PROBLEM TO WORK ON: Keep only the lines from the top of the listing through the one with "pub const HDR_GAIN: f32 = 1.6;", and reproduce them unaltered.

= Beginning of Section =

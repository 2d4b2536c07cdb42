//! wgpu renderer shared by the web and native front-ends.
//!
//! Tubes and pulse rings are drawn additively into an HDR target, then a
//! bright pass, a separable blur and a tone-mapped composite produce the
//! bloom on the swapchain.

mod helpers;
mod post;
mod targets;
mod trail;

use post::{PostBindGroups, PostPass, PostResources, PostUniforms};
use targets::RenderTargets;
use trail::{SceneUniforms, TrailPasses};
use trail_core::{Camera, FrameResources};

pub use trail::{GpuTube, MeshFactory, RingInstance};

pub const BLOOM_STRENGTH: f32 = 0.9;
pub const BLOOM_THRESHOLD: f32 = 0.6;
pub const EXPOSURE: f32 = 1.0;
/// Scales fragment color before bloom so the tube core exceeds the threshold.
pub const HDR_GAIN: f32 = 1.6;

const CLEAR_COLOR: wgpu::Color = wgpu::Color {
    r: 0.0,
    g: 0.0,
    b: 0.0,
    a: 1.0,
};

pub struct GpuState<'a> {
    surface: wgpu::Surface<'a>,
    config: wgpu::SurfaceConfiguration,
    factory: MeshFactory,
    passes: TrailPasses,
    targets: RenderTargets,
    post: PostResources,
    post_bgs: PostBindGroups,
    width: u32,
    height: u32,
}

impl<'a> GpuState<'a> {
    pub async fn new(
        target: impl Into<wgpu::SurfaceTarget<'a>>,
        width: u32,
        height: u32,
    ) -> anyhow::Result<Self> {
        let width = width.max(1);
        let height = height.max(1);
        let instance = wgpu::Instance::default();
        let surface = instance.create_surface(target)?;
        let adapter = instance
            .request_adapter(&wgpu::RequestAdapterOptions {
                power_preference: wgpu::PowerPreference::HighPerformance,
                compatible_surface: Some(&surface),
                force_fallback_adapter: false,
            })
            .await
            .ok_or_else(|| anyhow::anyhow!("No WebGPU adapter"))?;
        let (device, queue) = adapter
            .request_device(
                &wgpu::DeviceDescriptor {
                    required_features: wgpu::Features::empty(),
                    // Default limits so older WebGPU implementations accept the request
                    required_limits: wgpu::Limits::default(),
                    memory_hints: wgpu::MemoryHints::Performance,
                    label: None,
                },
                None,
            )
            .await
            .map_err(|e| anyhow::anyhow!(format!("request_device error: {:?}", e)))?;
        let caps = surface.get_capabilities(&adapter);
        let format = caps
            .formats
            .iter()
            .copied()
            .find(|f| {
                matches!(
                    f,
                    wgpu::TextureFormat::Bgra8UnormSrgb | wgpu::TextureFormat::Rgba8UnormSrgb
                )
            })
            .or_else(|| caps.formats.first().copied())
            .ok_or_else(|| anyhow::anyhow!("surface reports no formats"))?;
        let alpha_mode = caps
            .alpha_modes
            .first()
            .copied()
            .unwrap_or(wgpu::CompositeAlphaMode::Auto);
        let config = wgpu::SurfaceConfiguration {
            usage: wgpu::TextureUsages::RENDER_ATTACHMENT,
            format,
            width,
            height,
            present_mode: wgpu::PresentMode::Fifo,
            alpha_mode,
            view_formats: vec![],
            desired_maximum_frame_latency: 2,
        };
        surface.configure(&device, &config);
        log::info!("[gpu] surface {:?} {}x{}", format, width, height);

        let targets = RenderTargets::new(&device, width, height);
        let post = post::create_post_resources(&device, format);
        let post_bgs = post.bind_groups(&device, &targets);
        let factory = MeshFactory::new(device, queue);
        let passes = TrailPasses::new(&factory);

        Ok(Self {
            surface,
            config,
            factory,
            passes,
            targets,
            post,
            post_bgs,
            width,
            height,
        })
    }

    /// Backend to hand to the session each frame.
    pub fn factory_mut(&mut self) -> &mut MeshFactory {
        &mut self.factory
    }

    pub fn size(&self) -> (u32, u32) {
        (self.width, self.height)
    }

    pub fn resize_if_needed(&mut self, width: u32, height: u32) {
        if width == 0 || height == 0 {
            return;
        }
        if width != self.width || height != self.height {
            self.width = width;
            self.height = height;
            self.config.width = width;
            self.config.height = height;
            let device = self.factory.device();
            self.surface.configure(device, &self.config);
            self.targets.recreate(device, width, height);
            self.post_bgs = self.post.bind_groups(device, &self.targets);
            log::debug!("[gpu] resized {}x{}", width, height);
        }
    }

    /// Reconfigure the surface at its current size, after it was lost.
    pub fn reconfigure(&mut self) {
        self.surface.configure(self.factory.device(), &self.config);
    }

    pub fn render(
        &mut self,
        resources: &FrameResources<MeshFactory>,
        camera: &Camera,
        time_sec: f32,
    ) -> Result<(), wgpu::SurfaceError> {
        let frame = self.surface.get_current_texture()?;
        let view = frame
            .texture
            .create_view(&wgpu::TextureViewDescriptor::default());

        let scene = SceneUniforms::new(
            camera.view_proj(),
            self.factory.palette(),
            HDR_GAIN,
            time_sec,
        );
        self.passes.write_scene(self.factory.queue(), &scene);
        self.passes.write_rings(&self.factory, resources.rings());

        let res = self.targets.bloom_size();
        let uniforms = |blur_dir: [f32; 2]| PostUniforms {
            resolution: res,
            time: time_sec,
            exposure: EXPOSURE,
            blur_dir,
            bloom_strength: BLOOM_STRENGTH,
            threshold: BLOOM_THRESHOLD,
        };
        let queue = self.factory.queue();
        self.post.write(queue, PostPass::Bright, &uniforms([0.0, 0.0]));
        self.post.write(queue, PostPass::BlurH, &uniforms([1.0, 0.0]));
        self.post.write(queue, PostPass::BlurV, &uniforms([0.0, 1.0]));
        self.post
            .write(queue, PostPass::Composite, &uniforms([0.0, 0.0]));

        let mut encoder =
            self.factory
                .device()
                .create_command_encoder(&wgpu::CommandEncoderDescriptor {
                    label: Some("encoder"),
                });

        // Pass 1: tubes and rings → hdr
        self.passes.draw(
            &mut encoder,
            &self.targets.hdr_view,
            CLEAR_COLOR,
            resources.tubes(),
            resources.rings().len(),
        );

        // Pass 2: bright pass → bloom_a
        post::blit(
            &mut encoder,
            "bright_pass",
            &self.targets.bloom_a_view,
            wgpu::Color::BLACK,
            &self.post.bright_pipeline,
            &self.post_bgs.bright,
            None,
        );

        // Pass 3: blur horizontal bloom_a → bloom_b
        post::blit(
            &mut encoder,
            "blur_h",
            &self.targets.bloom_b_view,
            wgpu::Color::BLACK,
            &self.post.blur_pipeline,
            &self.post_bgs.blur_h,
            None,
        );

        // Pass 4: blur vertical bloom_b → bloom_a
        post::blit(
            &mut encoder,
            "blur_v",
            &self.targets.bloom_a_view,
            wgpu::Color::BLACK,
            &self.post.blur_pipeline,
            &self.post_bgs.blur_v,
            None,
        );

        // Pass 5: composite to swapchain
        post::blit(
            &mut encoder,
            "composite",
            &view,
            CLEAR_COLOR,
            &self.post.composite_pipeline,
            &self.post_bgs.composite,
            Some(&self.post_bgs.bloom_a_only),
        );

        self.factory.queue().submit(Some(encoder.finish()));
        frame.present();
        Ok(())
    }
}
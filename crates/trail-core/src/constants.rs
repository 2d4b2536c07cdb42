//! Default tuning constants for the trail simulation.
//!
//! These express intended behavior (stiffness, time constants, clamp limits)
//! and keep magic numbers out of the code. `TrailConfig::default()` is built
//! from them.
use glam::Vec3;

// Chain layout
pub const STRAND_COUNT: usize = 1;
pub const TRAIL_LENGTH: usize = 24; // nodes per strand (head = newest)

// Spring chain (per-frame units, unit time step)
pub const SPRING_STIFFNESS: f32 = 0.12; // pull toward the target point
pub const SPRING_DAMPING: f32 = 0.3; // velocity damping
pub const SPRING_INTERNAL_STIFFNESS: f32 = 0.25; // neighbor coupling along the chain
pub const SPRING_REST_LENGTH: f32 = 0.01; // world units between neighbors at rest

// Pointer
pub const IDLE_TIMEOUT_MS: f64 = 1000.0;
pub const VELOCITY_BLEND: f32 = 0.1; // smoothed = lerp(smoothed, raw, α)
pub const MAX_VELOCITY: f32 = 60.0; // px per frame mapped to velocity factor 1

// Visibility fade
pub const VISIBILITY_BLEND: f32 = 0.1;
pub const VISIBILITY_DRAW_MIN: f32 = 0.01; // below this no tube is emitted
pub const VISIBILITY_PULSE_MIN: f32 = 0.9; // pulses spawn only above this

// Idle pulses
pub const PULSE_INTERVAL_MS: f64 = 1000.0;
pub const PULSE_DURATION_MS: f64 = 1500.0;
pub const PULSE_MAX_RADIUS: f32 = 3.0; // scale grows to 1 + max at the end of life
pub const RING_INNER_RADIUS: f32 = 0.08;
pub const RING_OUTER_RADIUS: f32 = 0.1;
pub const RING_SEGMENTS: usize = 48;

// Tube
pub const TUBE_RADIUS_MIN: f32 = 0.015; // fast pointer
pub const TUBE_RADIUS_MAX: f32 = 0.06; // slow pointer
pub const TUBE_TUBULAR_SEGMENTS: usize = 64;
pub const TUBE_RADIAL_SEGMENTS: usize = 8;
pub const CURVE_TENSION: f32 = 0.5; // 0.5 = classic Catmull-Rom

// Camera
pub const CAMERA_Z: f32 = 5.0; // eye distance from the trail plane
pub const CAMERA_FOV_Y: f32 = std::f32::consts::FRAC_PI_4;
pub const CAMERA_ZNEAR: f32 = 0.1;
pub const CAMERA_ZFAR: f32 = 100.0;

// Queued input intents held between steps
pub const MAX_PENDING_EVENTS: usize = 64;

// Delta-time scaled stepping clamps a long frame to this many reference frames
pub const MAX_STEP_SCALE: f32 = 4.0;

#[inline]
pub fn camera_eye() -> Vec3 {
    Vec3::new(0.0, 0.0, CAMERA_Z)
}
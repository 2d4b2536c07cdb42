use crate::config::scaled_blend;

/// Fade scalar in [0, 1]: eases toward 0 while the pointer is outside the
/// viewport and toward 1 otherwise.
#[derive(Clone, Copy, Debug)]
pub struct Visibility {
    value: f32,
    blend: f32,
}

impl Visibility {
    pub fn new(initial: f32, blend: f32) -> Self {
        Self {
            value: initial.clamp(0.0, 1.0),
            blend,
        }
    }

    pub fn value(&self) -> f32 {
        self.value
    }

    pub fn update(&mut self, outside_viewport: bool, h: f32) -> f32 {
        let target = if outside_viewport { 0.0 } else { 1.0 };
        let alpha = scaled_blend(self.blend, h).clamp(0.0, 1.0);
        self.value += (target - self.value) * alpha;
        self.value
    }
}
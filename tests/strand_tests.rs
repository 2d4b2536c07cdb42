// Host-side tests for strand bookkeeping and the viewport mapping.

use trail_core::*;

fn viewport() -> Viewport {
    Viewport::new(1000.0, 1000.0, &CameraParams::default())
}

#[test]
fn new_strand_parks_every_node_at_the_start_point() {
    let vp = viewport();
    let s = Strand::new(24, vp.center(), &vp);
    assert_eq!(s.len(), 24);
    assert_eq!(s.target_path().len(), 24);
    for node in s.physics_path() {
        assert!(node.position.length() < 1e-6);
        assert_eq!(node.velocity, glam::Vec3::ZERO);
    }
}

#[test]
fn scroll_drops_tail_and_appends_head() {
    let vp = viewport();
    let mut s = Strand::new(5, vp.center(), &vp);
    for i in 0..5 {
        s.scroll(ScreenPoint::new(i as f32, 0.0));
    }
    let before: Vec<ScreenPoint> = s.target_path().iter().copied().collect();
    let p = ScreenPoint::new(42.0, 7.0);
    s.scroll(p);
    let after: Vec<ScreenPoint> = s.target_path().iter().copied().collect();
    assert_eq!(after.len(), before.len());
    assert_eq!(&after[..4], &before[1..]);
    assert_eq!(after[4], p);
    assert_eq!(s.head_target(), Some(p));
}

#[test]
fn collapse_sets_every_slot_to_the_head() {
    let vp = viewport();
    let mut s = Strand::new(6, vp.center(), &vp);
    for i in 0..6 {
        s.scroll(ScreenPoint::new(10.0 * i as f32, 3.0));
    }
    let head = s.head_target();
    s.collapse_to_head();
    assert!(s.target_path().iter().all(|p| Some(*p) == head));
    assert_eq!(s.len(), 6);
}

#[test]
fn snap_overwrites_positions_and_zeroes_velocity() {
    let vp = viewport();
    let mut s = Strand::new(8, ScreenPoint::new(0.0, 0.0), &vp);
    s.snap(ScreenPoint::new(500.0, 500.0), &vp);
    assert!(s
        .target_path()
        .iter()
        .all(|p| *p == ScreenPoint::new(500.0, 500.0)));
    for node in s.physics_path() {
        assert!(node.position.length() < 1e-6);
        assert_eq!(node.velocity, glam::Vec3::ZERO);
    }
}

#[test]
fn screen_to_world_maps_center_and_corners() {
    let vp = viewport();
    assert!(vp.screen_to_world(vp.center()).length() < 1e-6);
    let top_left = vp.screen_to_world(ScreenPoint::new(0.0, 0.0));
    assert!((top_left.x + vp.view_width * 0.5).abs() < 1e-5);
    assert!((top_left.y - vp.view_height * 0.5).abs() < 1e-5);
    assert_eq!(top_left.z, 0.0);
    // visible height at the camera distance
    let expected = 2.0 * CAMERA_Z_DEFAULT * (std::f32::consts::FRAC_PI_8).tan();
    assert!((vp.view_height - expected).abs() < 1e-4);
}

const CAMERA_Z_DEFAULT: f32 = trail_core::constants::CAMERA_Z;

#[test]
fn resize_ignores_zero_and_non_finite_sizes() {
    let cam = CameraParams::default();
    let mut vp = viewport();
    let before = vp;
    assert!(!vp.resize(0.0, 600.0, &cam));
    assert!(!vp.resize(800.0, 0.0, &cam));
    assert!(!vp.resize(f32::NAN, 600.0, &cam));
    assert_eq!(vp, before);
    assert!(vp.resize(2000.0, 1000.0, &cam));
    assert!((vp.aspect() - 2.0).abs() < 1e-6);
    assert!((vp.view_width - vp.view_height * 2.0).abs() < 1e-5);
}
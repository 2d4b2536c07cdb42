use crate::state::Viewport;
use glam::Vec3;
use std::collections::VecDeque;

/// Pointer-space coordinates in pixels.
#[derive(Clone, Copy, Debug, Default, PartialEq)]
pub struct ScreenPoint {
    pub x: f32,
    pub y: f32,
}

impl ScreenPoint {
    pub const fn new(x: f32, y: f32) -> Self {
        Self { x, y }
    }

    pub fn is_finite(&self) -> bool {
        self.x.is_finite() && self.y.is_finite()
    }

    pub fn distance(&self, other: ScreenPoint) -> f32 {
        let dx = self.x - other.x;
        let dy = self.y - other.y;
        (dx * dx + dy * dy).sqrt()
    }
}

/// World-space state of one chain node.
#[derive(Clone, Copy, Debug, Default, PartialEq)]
pub struct PhysicsPoint {
    pub position: Vec3,
    pub velocity: Vec3,
}

/// One independently simulated trail.
///
/// `target_path` and `physics_path` are index-aligned: index 0 is the tail
/// (oldest) and the last index is the head (newest). Both always hold exactly
/// `trail_length` elements.
#[derive(Clone, Debug)]
pub struct Strand {
    target_path: VecDeque<ScreenPoint>,
    physics_path: Vec<PhysicsPoint>,
}

impl Strand {
    /// Allocate a strand with every node parked at `at`.
    pub fn new(trail_length: usize, at: ScreenPoint, viewport: &Viewport) -> Self {
        let trail_length = trail_length.max(1);
        let mut target_path = VecDeque::with_capacity(trail_length);
        target_path.extend(std::iter::repeat(at).take(trail_length));
        let world = viewport.screen_to_world(at);
        let physics_path = vec![
            PhysicsPoint {
                position: world,
                velocity: Vec3::ZERO,
            };
            trail_length
        ];
        Self {
            target_path,
            physics_path,
        }
    }

    pub fn len(&self) -> usize {
        debug_assert_eq!(self.target_path.len(), self.physics_path.len());
        self.physics_path.len()
    }

    pub fn is_empty(&self) -> bool {
        self.len() == 0
    }

    pub fn target_path(&self) -> &VecDeque<ScreenPoint> {
        &self.target_path
    }

    pub fn physics_path(&self) -> &[PhysicsPoint] {
        &self.physics_path
    }

    pub(crate) fn parts_mut(&mut self) -> (&VecDeque<ScreenPoint>, &mut [PhysicsPoint]) {
        (&self.target_path, &mut self.physics_path)
    }

    pub fn head_target(&self) -> Option<ScreenPoint> {
        self.target_path.back().copied()
    }

    pub fn head_position(&self) -> Option<Vec3> {
        self.physics_path.last().map(|p| p.position)
    }

    /// Idle policy: every slot becomes the current head.
    pub fn collapse_to_head(&mut self) {
        if let Some(head) = self.head_target() {
            for slot in self.target_path.iter_mut() {
                *slot = head;
            }
        }
    }

    /// Active policy: drop the tail and push `p` as the new head.
    pub fn scroll(&mut self, p: ScreenPoint) {
        // capacity never grows: one out, one in
        self.target_path.pop_front();
        self.target_path.push_back(p);
        debug_assert_eq!(self.target_path.len(), self.physics_path.len());
    }

    /// Overwrite both paths with `p`, zeroing every velocity.
    pub fn snap(&mut self, p: ScreenPoint, viewport: &Viewport) {
        let world = viewport.screen_to_world(p);
        for slot in self.target_path.iter_mut() {
            *slot = p;
        }
        for node in self.physics_path.iter_mut() {
            node.position = world;
            node.velocity = Vec3::ZERO;
        }
    }

    /// Chain positions tail to head.
    pub fn positions(&self) -> impl Iterator<Item = Vec3> + '_ {
        self.physics_path.iter().map(|p| p.position)
    }
}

= End of Section =

SOLUTION:
repository 2d4b2536c07cdb42
//! wgpu renderer shared by the web and native front-ends.
//!
//! Tubes and pulse rings are drawn additively into an HDR target, then a
//! bright pass, a separable blur and a tone-mapped composite produce the
//! bloom on the swapchain.

mod helpers;
mod post;
mod targets;
mod trail;

use post::{PostBindGroups, PostPass, PostResources, PostUniforms};
use targets::RenderTargets;
use trail::{SceneUniforms, TrailPasses};
use trail_core::{Camera, FrameResources};

pub use trail::{GpuTube, MeshFactory, RingInstance};

pub const BLOOM_STRENGTH: f32 = 0.9;
pub const BLOOM_THRESHOLD: f32 = 0.6;
pub const EXPOSURE: f32 = 1.0;
/// Scales fragment color before bloom so the tube core exceeds the threshold.
pub const HDR_GAIN: f32 = 1.6;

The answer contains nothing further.